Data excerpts
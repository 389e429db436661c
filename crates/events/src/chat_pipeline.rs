//! Chat-message branch of the event pipeline: the decision table in §4.2.

use ttsrelay_protocol::{Channel, PermissionGate, ReadMode, VoiceParams, WorkItemType};

use crate::command_router::{CommandOutcome, TTS_SELF_COMMAND};

/// A chat line after bot-filtering and cheermote-stripping, ready for the
/// decision table.
#[derive(Debug, Clone)]
pub struct ChatLine {
    pub sender: String,
    pub text: String,
    pub is_moderator: bool,
    pub bits: Option<u32>,
}

/// Step 1-2 of §4.2: drop bot echoes and strip the leading cheermote token
/// when a bits count is present.
pub fn preprocess(line: &mut ChatLine, bot_login: &str) -> bool {
    if line.sender.eq_ignore_ascii_case(bot_login) {
        return false;
    }
    if line.bits.is_some() {
        if let Some((first, rest)) = line.text.split_once(' ') {
            if first.to_lowercase().starts_with("cheer") {
                line.text = rest.trim_start().to_string();
            }
        }
    }
    true
}

fn permission_satisfied(gate: PermissionGate, is_moderator: bool) -> bool {
    match gate {
        PermissionGate::Everyone => true,
        PermissionGate::Mods => is_moderator,
    }
}

/// A decision produced by the table in §4.2: what to speak, and as what
/// [`WorkItemType`].
#[derive(Debug, Clone, PartialEq)]
pub struct ChatDecision {
    pub text: String,
    pub item_type: WorkItemType,
}

/// Apply the decision table from §4.2. `command` is the outcome of offering
/// the cleaned text to the command router; `original_text` is the line
/// before any URL transform, used verbatim for recognized commands.
pub fn decide(
    channel: &Channel,
    line: &ChatLine,
    command: &CommandOutcome,
    original_text: &str,
) -> Option<ChatDecision> {
    if !channel.engine_enabled || channel.is_ignored(&line.sender) {
        return None;
    }

    if let CommandOutcome::Claimed { name } = command
        && name != TTS_SELF_COMMAND
        && channel.read_mode == ReadMode::All
    {
        return Some(ChatDecision {
            text: original_text.to_string(),
            item_type: WorkItemType::Command,
        });
    }

    if channel.bits_gate.enabled {
        return match line.bits {
            Some(bits) if bits >= channel.bits_gate.minimum_amount => Some(ChatDecision {
                text: line.text.clone(),
                item_type: WorkItemType::CheerTts,
            }),
            _ => None,
        };
    }

    if channel.read_mode == ReadMode::All
        && permission_satisfied(channel.permission_gate, line.is_moderator)
    {
        return Some(ChatDecision {
            text: line.text.clone(),
            item_type: WorkItemType::Chat,
        });
    }

    None
}

/// Resolve the voice to speak a decided chat line with, given the already
/// layered channel/viewer overrides (§4.1 precedence table is applied by the
/// caller via `ttsrelay_protocol::resolve_voice_params`; this helper exists
/// so callers without per-viewer overrides still get the channel default).
pub fn channel_only_voice(channel: &Channel) -> VoiceParams {
    ttsrelay_protocol::resolve_voice_params(&[&channel.default_voice])
}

What the task requires:
Stopping at the line containing "pub fn preprocess(line: &mut", please repeat exactly every line from the very start of the entries, that line included, and nothing more.

Problem solution:
repository 389e429db436661c
filename crates/events/src/chat_pipeline.rs
//! Chat-message branch of the event pipeline: the decision table in §4.2.

use ttsrelay_protocol::{Channel, PermissionGate, ReadMode, VoiceParams, WorkItemType};

use crate::command_router::{CommandOutcome, TTS_SELF_COMMAND};

/// A chat line after bot-filtering and cheermote-stripping, ready for the
/// decision table.
#[derive(Debug, Clone)]
pub struct ChatLine {
    pub sender: String,
    pub text: String,
    pub is_moderator: bool,
    pub bits: Option<u32>,
}

/// Step 1-2 of §4.2: drop bot echoes and strip the leading cheermote token
/// when a bits count is present.
pub fn preprocess(line: &mut ChatLine, bot_login: &str) -> bool {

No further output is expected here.